Dhaka, Bangladesh – With hospitals packed with patients and an increasing tally of deaths and infections, Bangladesh is grappling with its worst dengue fever outbreak on record, according to official data.
The disease is endemic in the South Asian country, where heavy rains during the monsoon season have created the perfect breeding ground for the mosquito-borne virus.
However, this year’s outbreak is unprecedented, with hospitals registering hundreds of new patients every day, according to a daily updated released by the Directorate of General Health Services (DGHS).
On Wednesday, DGHS revealed that a record 2,428 new patients had been admitted over the past 24 hours, exceeding the previous record set only a day earlier at 2,348.
According to the DGHS data, nearly 30,000 people have been infected with the dengue virus so far this year in the country of 170 million.
While the disease returns every year in the country, the death rate has gradually declined since 2003, with some years seeing no recorded fatalities.
There is a dispute over how many lives it has claimed so far this year, with leading newspaper Prothom Alo saying 85 people had died, while the DGHS put the figure much lower at 23 deaths.
Confirming dengue as a cause of death is notoriously difficult unless the government collects blood samples and other information from the deceased, Meerjady Sabrina Flora, director of the Institute of Epidemiology, Disease Control and Research (IEDCR) told Al Jazeera.
Flora, who heads the DGHS’s death review committee, said the group believes that of the 23 deaths they have confirmed, 60 percent were second-time dengue patients.
She said most of the deaths were caused by what is known as the dengue shock syndrome – a dangerous complication often caused by a secondary infection.
Renowned Bangladeshi physician Dr ABM Abdullah told Al Jazeera that in the earlier years, symptoms during a dengue outbreak included high fever, headache, muscle and joint pain, nausea, swollen glands and rashes.
The more severe symptoms – abdominal pains, bleeding gums and rapid breathing – appeared three to seven days after a patient was infected with the virus.
This year, however, some of the early signs were apparently absent from patients and more severe symptoms were seen much earlier than normally expected, Abdullah told Al Jazeera.
According to the World Health Organization (WHO), dengue is caused by a virus with four distinct strands.
Recovery from infection by one provides lifelong immunity against that particular strand, but subsequent infection by other strands increases the risk of developing severe dengue.

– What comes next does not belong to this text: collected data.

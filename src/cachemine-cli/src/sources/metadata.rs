//! Dump metadata: which client build the data came from and when it was taken

use cachemine::{Error, Raw, RawContainer, Result, Source};
use std::fs;
use std::path::{Path, PathBuf};

const CONTAINER: &str = "metadata";

pub struct MetadataSource {
    client: PathBuf,
}

impl MetadataSource {
    pub fn new(client: impl Into<PathBuf>) -> Self {
        Self {
            client: client.into(),
        }
    }
}

/// `build` entry of the `[main]` section in the client's `start.ini`
fn client_build(client: &Path) -> Option<i64> {
    let contents = fs::read_to_string(client.join("start.ini")).ok()?;
    let mut in_main = false;
    for line in contents.lines().map(str::trim) {
        if line.starts_with('[') {
            in_main = line.eq_ignore_ascii_case("[main]");
            continue;
        }
        if !in_main {
            continue;
        }
        if let Some((key, value)) = line.split_once(['=', ':']) {
            if key.trim().eq_ignore_ascii_case("build") {
                return value.trim().parse().ok();
            }
        }
    }
    None
}

fn field(name: &str, value: Raw) -> Raw {
    Raw::Dict(vec![
        (Raw::text("field_name"), Raw::text(name)),
        (Raw::text("field_value"), value),
    ])
}

impl Source for MetadataSource {
    fn name(&self) -> &str {
        "metadata"
    }

    fn list_container_names(&mut self) -> Result<Vec<String>> {
        Ok(vec![CONTAINER.to_string()])
    }

    fn fetch(&mut self, name: &str, _language: Option<&str>, _verbose: bool) -> Result<RawContainer> {
        if name != CONTAINER {
            return Err(Error::not_found(self.name(), name));
        }

        let build = client_build(&self.client);
        if build.is_none() {
            tracing::warn!(client = %self.client.display(), "failed to detect client version");
        }
        let dump_time = chrono::Utc::now().timestamp();

        Ok(RawContainer::new(Raw::List(vec![
            field("client_build", build.map_or(Raw::None, Raw::Int)),
            field("dump_time", Raw::Int(dump_time)),
        ])))
    }
}

#[cfg(test)]
mod tests {
    use super::*;

    fn rows(source: &mut MetadataSource) -> Vec<Raw> {
        match source.fetch(CONTAINER, None, false).unwrap().value {
            Raw::List(rows) => rows,
            other => panic!("unexpected {:?}", other),
        }
    }

    #[test]
    fn test_client_build_from_start_ini() {
        let dir = tempfile::tempdir().unwrap();
        fs::write(
            dir.path().join("start.ini"),
            "[other]\nbuild = 1\n\n[main]\nserver = tranquility\nbuild = 2548611\n",
        )
        .unwrap();

        let mut source = MetadataSource::new(dir.path());
        let rows = rows(&mut source);
        assert_eq!(rows[0], field("client_build", Raw::Int(2548611)));
    }

    #[test]
    fn test_missing_start_ini() {
        let dir = tempfile::tempdir().unwrap();
        let mut source = MetadataSource::new(dir.path());
        let rows = rows(&mut source);
        assert_eq!(rows[0], field("client_build", Raw::None));

        let Raw::Dict(cells) = &rows[1] else {
            panic!("expected dict");
        };
        assert_eq!(cells[0].1, Raw::text("dump_time"));
        assert!(matches!(cells[1].1, Raw::Int(t) if t > 1_600_000_000));
    }

    #[test]
    fn test_only_metadata_container() {
        let mut source = MetadataSource::new("/nonexistent");
        assert_eq!(source.list_container_names().unwrap(), ["metadata"]);
        assert!(source.fetch("other", None, false).is_err());
    }
}
//! Per-field translation counters

use std::collections::BTreeMap;

#[derive(Debug, Clone, Copy, Default, PartialEq, Eq)]
pub struct FieldStats {
    pub examined: usize,
    pub translated: usize,
}

/// Counters for one container, keyed by text field name
#[derive(Debug, Clone, Default, PartialEq, Eq)]
pub struct TranslationStats {
    fields: BTreeMap<String, FieldStats>,
}

impl TranslationStats {
    pub fn new() -> Self {
        Self::default()
    }

    pub(crate) fn examine(&mut self, field: &str) {
        self.entry(field).examined += 1;
    }

    pub(crate) fn translate(&mut self, field: &str) {
        self.entry(field).translated += 1;
    }

    fn entry(&mut self, field: &str) -> &mut FieldStats {
        self.fields.entry(field.to_string()).or_default()
    }

    pub fn get(&self, field: &str) -> Option<FieldStats> {
        self.fields.get(field).copied()
    }

    /// Fields in name order
    pub fn iter(&self) -> impl Iterator<Item = (&str, FieldStats)> {
        self.fields.iter().map(|(k, v)| (k.as_str(), *v))
    }

    pub fn is_empty(&self) -> bool {
        self.fields.is_empty()
    }

    /// Log counters for fields that had at least one translation
    pub fn log(&self, container: &str) {
        for (field, stats) in self.iter().filter(|(_, s)| s.translated > 0) {
            tracing::debug!(
                container,
                field,
                examined = stats.examined,
                translated = stats.translated,
                "translated field"
            );
        }
    }
}

#[cfg(test)]
mod tests {
    use super::*;

    #[test]
    fn test_counters_per_field() {
        let mut stats = TranslationStats::new();
        stats.examine("typeName");
        stats.examine("typeName");
        stats.translate("typeName");
        stats.examine("description");

        assert_eq!(
            stats.get("typeName"),
            Some(FieldStats {
                examined: 2,
                translated: 1
            })
        );
        assert_eq!(stats.get("description").unwrap().translated, 0);
        assert!(stats.get("groupName").is_none());

        let names: Vec<_> = stats.iter().map(|(name, _)| name).collect();
        assert_eq!(names, ["description", "typeName"]);
    }
}
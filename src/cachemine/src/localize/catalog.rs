//! Message catalogs and where they come from

use crate::normalize::Canonicalizer;
use crate::source::Source;
use crate::value::{Mapping, Value};
use crate::{Error, Result};
use std::collections::{BTreeMap, HashMap};

/// One message: template text plus placeholder token → variable name
#[derive(Debug, Clone, Default, PartialEq)]
pub struct Message {
    pub text: String,
    pub tokens: BTreeMap<String, String>,
}

impl Message {
    pub fn new(text: impl Into<String>) -> Self {
        Self {
            text: text.into(),
            tokens: BTreeMap::new(),
        }
    }

    pub fn with_token(mut self, token: impl Into<String>, variable: impl Into<String>) -> Self {
        self.tokens.insert(token.into(), variable.into());
        self
    }

    /// Substitute every token whose variable is present in `args`
    pub fn format(&self, args: &[(&str, &str)]) -> String {
        let mut text = self.text.clone();
        for (token, variable) in &self.tokens {
            if let Some((_, value)) = args.iter().find(|(name, _)| *name == variable.as_str()) {
                text = text.replace(token.as_str(), value);
            }
        }
        text
    }
}

/// Messages of one language
#[derive(Debug, Clone, Default, PartialEq)]
pub struct MessageCatalog {
    messages: HashMap<i64, Message>,
}

impl MessageCatalog {
    pub fn new() -> Self {
        Self::default()
    }

    pub fn with_message(mut self, id: i64, message: Message) -> Self {
        self.insert(id, message);
        self
    }

    pub fn insert(&mut self, id: i64, message: Message) {
        self.messages.insert(id, message);
    }

    pub fn get(&self, id: i64) -> Option<&Message> {
        self.messages.get(&id)
    }

    pub fn len(&self) -> usize {
        self.messages.len()
    }

    pub fn is_empty(&self) -> bool {
        self.messages.is_empty()
    }

    /// Read a canonicalized language container
    ///
    /// Layout: a sequence whose second element maps message id to
    /// `[text, metadata, tokens]`, tokens mapping each placeholder to a
    /// mapping with a `variableName` entry.
    pub fn from_value(value: &Value) -> Result<Self> {
        let messages = value
            .as_sequence()
            .and_then(|items| items.get(1))
            .and_then(Value::as_mapping)
            .ok_or_else(|| Error::Catalog("expected message map at position 1".to_string()))?;

        let mut catalog = Self::new();
        for (id, data) in messages.iter() {
            let id = id
                .as_int()
                .ok_or_else(|| Error::Catalog(format!("non-integer message id {:?}", id)))?;
            catalog.insert(id, parse_message(id, data)?);
        }
        Ok(catalog)
    }
}

fn parse_message(id: i64, data: &Value) -> Result<Message> {
    let parts = data
        .as_sequence()
        .ok_or_else(|| Error::Catalog(format!("message {} is not a sequence", id)))?;

    let text = parts.first().and_then(Value::as_text).unwrap_or_default();
    let mut message = Message::new(text);

    if let Some(tokens) = parts.get(2).and_then(Value::as_mapping) {
        for (token, info) in tokens.iter() {
            let variable = info
                .as_mapping()
                .and_then(|m| m.field("variableName"))
                .and_then(Value::as_text);
            if let (Some(token), Some(variable)) = (token.as_text(), variable) {
                message.tokens.insert(token.to_string(), variable.to_string());
            }
        }
    }
    Ok(message)
}

/// Supplies message catalogs
pub trait CatalogProvider {
    /// Languages the provider has catalogs for
    fn available_languages(&mut self) -> Result<Vec<String>>;

    /// Load one language's catalog
    ///
    /// Fails with [`Error::LanguageNotAvailable`] for unknown languages.
    fn load(&mut self, language: &str) -> Result<MessageCatalog>;

    /// Label path → message id
    fn labels(&mut self) -> Result<HashMap<String, i64>> {
        Ok(HashMap::new())
    }
}

/// Default prefix of localization containers
pub const CATALOG_PREFIX: &str = "res:/localizationfsd/localization_fsd_";

/// Catalogs stored as regular containers of a [`Source`]
///
/// The shared `<prefix>main` container lists languages and labels; each
/// language lives in `<prefix><language>`.
pub struct SourceCatalog<S> {
    source: S,
    prefix: String,
    canonicalizer: Canonicalizer,
    main: Option<Mapping>,
}

impl<S: Source> SourceCatalog<S> {
    pub fn new(source: S) -> Self {
        Self {
            source,
            prefix: CATALOG_PREFIX.to_string(),
            canonicalizer: Canonicalizer::new(),
            main: None,
        }
    }

    pub fn with_prefix(mut self, prefix: impl Into<String>) -> Self {
        self.prefix = prefix.into();
        self
    }

    fn fetch(&mut self, suffix: &str) -> Result<Value> {
        let name = format!("{}{}", self.prefix, suffix);
        let container = self.source.fetch(&name, None, false)?;
        self.canonicalizer
            .canonicalize_with(&container.value, container.session.as_ref())
    }

    fn main(&mut self) -> Result<&Mapping> {
        if self.main.is_none() {
            match self.fetch("main")? {
                Value::Mapping(map) => self.main = Some(map),
                _ => return Err(Error::Catalog("main container is not a mapping".to_string())),
            }
        }
        self.main
            .as_ref()
            .ok_or_else(|| Error::Catalog("main container unavailable".to_string()))
    }
}

impl<S: Source> CatalogProvider for SourceCatalog<S> {
    fn available_languages(&mut self) -> Result<Vec<String>> {
        let languages = self
            .main()?
            .field("languages")
            .and_then(Value::as_sequence)
            .ok_or_else(|| Error::Catalog("no language list".to_string()))?;
        Ok(languages
            .iter()
            .filter_map(Value::as_text)
            .map(str::to_string)
            .collect())
    }

    fn load(&mut self, language: &str) -> Result<MessageCatalog> {
        match self.fetch(language) {
            Ok(value) => MessageCatalog::from_value(&value),
            Err(Error::ContainerNotFound { .. }) => {
                Err(Error::LanguageNotAvailable(language.to_string()))
            }
            Err(e) => Err(e),
        }
    }

    fn labels(&mut self) -> Result<HashMap<String, i64>> {
        let mut labels = HashMap::new();
        let Some(entries) = self.main()?.field("labels").and_then(Value::as_mapping) else {
            return Ok(labels);
        };
        for (id, data) in entries.iter() {
            let (Some(id), Some(data)) = (id.as_int(), data.as_mapping()) else {
                continue;
            };
            let path: Vec<&str> = ["FullPath", "label"]
                .iter()
                .filter_map(|key| data.field(key).and_then(Value::as_text))
                .filter(|part| !part.is_empty())
                .collect();
            labels.insert(path.join("/"), id);
        }
        Ok(labels)
    }
}

#[cfg(test)]
pub(crate) mod tests {
    use super::*;
    use crate::raw::Raw;
    use crate::source::mock::{Calls, MockSource};

    /// In-memory provider
    #[derive(Default)]
    pub struct FakeProvider {
        pub catalogs: BTreeMap<String, MessageCatalog>,
        pub labels: HashMap<String, i64>,
        /// Listed as available without a catalog behind them
        pub listed_only: Vec<String>,
    }

    impl FakeProvider {
        pub fn with(mut self, language: &str, catalog: MessageCatalog) -> Self {
            self.catalogs.insert(language.to_string(), catalog);
            self
        }

        pub fn listing(mut self, language: &str) -> Self {
            self.listed_only.push(language.to_string());
            self
        }
    }

    impl CatalogProvider for FakeProvider {
        fn available_languages(&mut self) -> Result<Vec<String>> {
            Ok(self
                .catalogs
                .keys()
                .chain(&self.listed_only)
                .cloned()
                .collect())
        }

        fn load(&mut self, language: &str) -> Result<MessageCatalog> {
            self.catalogs
                .get(language)
                .cloned()
                .ok_or_else(|| Error::LanguageNotAvailable(language.to_string()))
        }

        fn labels(&mut self) -> Result<HashMap<String, i64>> {
            Ok(self.labels.clone())
        }
    }

    fn dict(pairs: Vec<(Raw, Raw)>) -> Raw {
        Raw::Dict(pairs)
    }

    fn language_container(messages: Vec<(i64, &str)>) -> Raw {
        Raw::Tuple(vec![
            Raw::None,
            dict(
                messages
                    .into_iter()
                    .map(|(id, text)| {
                        (
                            Raw::Int(id),
                            Raw::Tuple(vec![Raw::text(text), Raw::None, Raw::None]),
                        )
                    })
                    .collect(),
            ),
        ])
    }

    #[test]
    fn test_format_substitutes_known_variables() {
        let message = Message::new("{[character]pilot} flies {[item]ship}")
            .with_token("{[character]pilot}", "pilot")
            .with_token("{[item]ship}", "ship");
        assert_eq!(
            message.format(&[("pilot", "Kali"), ("other", "x")]),
            "Kali flies {[item]ship}"
        );
        assert_eq!(message.format(&[]), message.text);
    }

    #[test]
    fn test_catalog_from_value() {
        let tokens = Value::Mapping(
            [(
                Value::text("{n}"),
                Value::Mapping([(Value::text("variableName"), Value::text("n"))].into_iter().collect()),
            )]
            .into_iter()
            .collect(),
        );
        let value = Value::Sequence(vec![
            Value::NULL,
            Value::Mapping(
                [
                    (
                        Value::int(1),
                        Value::Sequence(vec![Value::text("Hello"), Value::NULL, Value::NULL]),
                    ),
                    (
                        Value::int(2),
                        Value::Sequence(vec![Value::text("{n} items"), Value::NULL, tokens]),
                    ),
                ]
                .into_iter()
                .collect(),
            ),
        ]);

        let catalog = MessageCatalog::from_value(&value).unwrap();
        assert_eq!(catalog.len(), 2);
        assert_eq!(catalog.get(1).unwrap().text, "Hello");
        assert_eq!(catalog.get(2).unwrap().format(&[("n", "3")]), "3 items");
    }

    #[test]
    fn test_catalog_from_value_rejects_other_layouts() {
        let err = MessageCatalog::from_value(&Value::text("x")).unwrap_err();
        assert_eq!(err.kind(), "Catalog");
    }

    #[test]
    fn test_source_catalog() {
        let calls = Calls::default();
        let main = dict(vec![
            (
                Raw::text("languages"),
                Raw::List(vec![Raw::text("de"), Raw::text("en-us")]),
            ),
            (
                Raw::text("labels"),
                dict(vec![(
                    Raw::Int(7),
                    dict(vec![
                        (Raw::text("FullPath"), Raw::text("UI/Generic")),
                        (Raw::text("label"), Raw::text("Cancel")),
                    ]),
                )]),
            ),
        ]);
        let source = MockSource::new("dump", &calls)
            .with("loc_main", main)
            .with("loc_de", language_container(vec![(7, "Abbrechen")]));
        let mut provider = SourceCatalog::new(source).with_prefix("loc_");

        assert_eq!(provider.available_languages().unwrap(), ["de", "en-us"]);
        assert_eq!(provider.labels().unwrap()["UI/Generic/Cancel"], 7);
        assert_eq!(provider.load("de").unwrap().get(7).unwrap().text, "Abbrechen");
        assert!(matches!(
            provider.load("en-us"),
            Err(Error::LanguageNotAvailable(ref l)) if l == "en-us"
        ));

        // Main container fetched once
        let fetches = calls
            .borrow()
            .iter()
            .filter(|c| c.ends_with("loc_main"))
            .count();
        assert_eq!(fetches, 1);
    }
}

“When the patients are getting infected with dengue for the second or third time, the new patterns are found and they suffer shock syndrome or severe dengue,” Dr Khan Abul Kalam Azad, principal of the Dhaka Medical College told Al Jazeera.
In previous years, Bangladesh witnessed outbreaks of the DEN-1 and DEN-2 strand, but this year DEN-3 and DEN-4 are more prevalent, Azad said.

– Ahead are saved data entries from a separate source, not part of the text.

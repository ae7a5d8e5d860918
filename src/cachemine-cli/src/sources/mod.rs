//! Container sources backed by the client folder and dump folders

pub mod dump;
pub mod metadata;
pub mod sqlite;

pub use dump::DumpSource;
pub use metadata::MetadataSource;
pub use sqlite::SqliteSource;

use cachemine::Source;
use std::path::Path;

/// Sources in processing order: client metadata, client databases, dumps
pub fn configured<'a>(client: Option<&Path>, dumps: Option<&Path>) -> Vec<Box<dyn Source + 'a>> {
    let mut sources: Vec<Box<dyn Source + 'a>> = Vec::new();
    if let Some(client) = client {
        sources.push(Box::new(MetadataSource::new(client)));
        sources.push(Box::new(SqliteSource::new(client)));
    }
    if let Some(dumps) = dumps {
        sources.push(Box::new(DumpSource::new(dumps)));
    }
    sources
}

The DEN-3 and DEN-4 strands are considered deadly and cause plasma leakage, respiratory distress and organ impairment in patients.
The carrier of dengue, the Aedes mosquito, breeds in clear water and prefers a subtropical climate and urban or semi-urban landscapes. Dhaka – Bangladesh’s sprawling capital, home to about 17 million people – fits the bill.
The city has thousands of building sites, which turn into pools of stagnant water during monsoon season, becoming a breeding ground for mosquitoes.
Dengue has spread to all of Bangladesh’s country’s 64 districts, but DGHS records show more than 86 percent of cases in the country are concentrated in the capital.
“Cities like Dhaka, where development is taking place in an unplanned manner, the grounds are ripe for mosquitoes to breed and procreate,” Bangladeshi urban planner Dr Sarwar Jahan told Al Jazeera.
“Our city corporations also are not doing their jobs properly in controlling the mosquito population,” he said.
An investigation by Prothom Alo unearthed how the two city corporations – Dhaka South City Corporation (DSCC) and Dhaka North City Corporation (DNCC) – used “ineffective” insecticides and mosquito repellents, because of which the mosquito population has increased.
A study by the International Centre for Diarrhoeal Disease Research, Bangladesh had previously shown that permethrin, the main insecticide used by the two city corporations in Dhaka, was ineffective against mosquitoes.
On top of this, fogging – almost always taken as an immediate step by authorities during a dengue outbreak – has been dismissed by experts as nothing more than an “eyewash”.
Dr BN Nagpal, WHO’s senior entomologist for Southeast Asia, told reporters it was a myth that fogging streets and open areas killed mosquitoes.
DNCC mayor Atiqul Islam told Al Jazeera that the council had consulted with neighbouring India’s Kolkata Municipal Corporation and taken their advice in controlling the outbreak.
Kolkata, the capital of India’s West Bengal state, had a severe dengue outbreak seven years ago, but the corporation has since had considerable success in controlling the disease.
“In Bangladesh, this year’s dengue outbreak is unprecedented. But we have to understand that there is no alternative but to raise awareness in destroying the breeding grounds for mosquitoes to bring the dengue menace to an end. We all have to work together to end this,” Islam said.